Former Saint Leo University coach and athletics administrator John Swart passed away May 1, 2019, at the age of 82. Swart served as an assistant athletic director; assistant men’s basketball coach; junior varsity baseball coach; head men’s soccer coach; head women’s basketball coach; NCAA compliance officer; and director of the intramurals department during his 40-year career at Saint Leo.
Swart was elected to the Saint Leo University Athletics Hall of Fame in 2000 and is a member of three halls of fame—Saint Leo, Lincoln College, and Illinois State University.
“John was one of the pioneers for Saint Leo Athletics,” said Saint Leo University Vice President and Director of Athletics Francis Reidy. “When I arrived in 1988, he was really good to me and provided insight into coaching and NCAA compliance. He served Saint Leo well in many different positions through the years, was the ultimate professional, and remained a loyal fan during his retirement days.”
In August of 1968, San Antonio (FL) became his permanent residence as he became a professor of physical education and sports management at Saint Leo College. Swart was a professor at Saint Leo for 40 years and continued as an adjunct professor for three more years.

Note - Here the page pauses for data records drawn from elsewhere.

//! Structured results of a solver run.

use ps_core::{PhaseSet, Point2};
use ps_topology::{InvariantPoint, ResultBlock, TopologyResult, UnivariantLine};
use serde::{Deserialize, Serialize};

/// How a run ended. Only `Ok` carries samples.
#[derive(Clone, Copy, Debug, PartialEq, Eq, Hash, Serialize, Deserialize)]
pub enum SolverStatus {
    Ok,
    /// Nothing in range: the request was valid but has no solution in the
    /// window.
    Nir,
    /// The solver failed internally.
    Bombed,
}

/// One solved coordinate with its structured result.
#[derive(Clone, Debug, PartialEq, Serialize, Deserialize)]
pub struct SolvedSample {
    pub point: Point2,
    pub result: ResultBlock,
}

/// Everything one invocation produced.
#[derive(Clone, Debug, PartialEq, Serialize, Deserialize)]
pub struct SolverRun {
    pub status: SolverStatus,
    pub variance: i32,
    pub samples: Vec<SolvedSample>,
    /// Raw text log of the run.
    pub output: String,
    /// Command line that reproduces the run.
    pub cmd: String,
}

impl SolverRun {
    pub fn ok(samples: Vec<SolvedSample>, output: impl Into<String>) -> Self {
        Self {
            status: SolverStatus::Ok,
            variance: 0,
            samples,
            output: output.into(),
            cmd: String::new(),
        }
    }

    pub fn nir(output: impl Into<String>) -> Self {
        Self {
            status: SolverStatus::Nir,
            ..Self::ok(Vec::new(), output)
        }
    }

    pub fn bombed(output: impl Into<String>) -> Self {
        Self {
            status: SolverStatus::Bombed,
            ..Self::ok(Vec::new(), output)
        }
    }

    pub fn with_cmd(mut self, cmd: impl Into<String>) -> Self {
        self.cmd = cmd.into();
        self
    }

    pub fn with_variance(mut self, variance: i32) -> Self {
        self.variance = variance;
        self
    }

    pub fn is_ok(&self) -> bool {
        self.status == SolverStatus::Ok
    }

    pub fn points(&self) -> Vec<Point2> {
        self.samples.iter().map(|s| s.point).collect()
    }

    pub fn results(&self) -> Vec<ResultBlock> {
        self.samples.iter().map(|s| s.result.clone()).collect()
    }

    /// Unstored line carrying every sample of this run.
    pub fn into_uniline(self, phases: PhaseSet, out: PhaseSet) -> TopologyResult<UnivariantLine> {
        let points = self.points();
        let results = self.results();
        Ok(UnivariantLine::new(phases, out)?
            .with_samples(points, results)
            .with_output(self.output)
            .with_cmd(self.cmd)
            .with_variance(self.variance))
    }

    /// Unstored point at the first sample of this run.
    pub fn into_invpoint(self, phases: PhaseSet, out: PhaseSet) -> TopologyResult<InvariantPoint> {
        let at = self.samples.first().map(|s| s.point).unwrap_or_default();
        let results = self.results();
        let inv = InvariantPoint::new(phases, out)?
            .at(at.x, at.y)
            .with_output(self.output)
            .with_cmd(self.cmd)
            .with_variance(self.variance);
        Ok(if results.is_empty() {
            inv
        } else {
            inv.with_results(results)
        })
    }
}

/// Result of an unconstrained-assemblage search.
#[derive(Clone, Debug, Default, PartialEq, Serialize, Deserialize)]
pub struct DogminRun {
    /// Stable assemblage found; empty when the search failed.
    pub phases: PhaseSet,
    pub output: String,
    pub resic: String,
    pub guess: Vec<String>,
}

impl DogminRun {
    pub fn found(&self) -> bool {
        !self.phases.is_empty()
    }
}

He was the first coordinator of the physical education major, and the designed concepts of wellness programs at Saint Leo. He was also the president of the Florida Intercollegiate Soccer Coaches Association and chair of the Sunshine State Conference Women’s Basketball Coaches Committee.
He served as the men’s soccer head coach for 12 seasons (1971-1982) while acting as the head coach of the women’s basketball program for nine years (1983-1992). Swart retired from Saint Leo in 2008 and was an active member of the First United Methodist Church in Dade City, FL.
Seven alumni were inducted into the Saint Leo University Athletic Hall of Fame during homecoming weekend in November. Since 1986, the athletic hall of fame has honored former students, coaches, and administrators who excelled in Saint Leo athletics throughout the university’s history. Please join us in congratulating the following alumni.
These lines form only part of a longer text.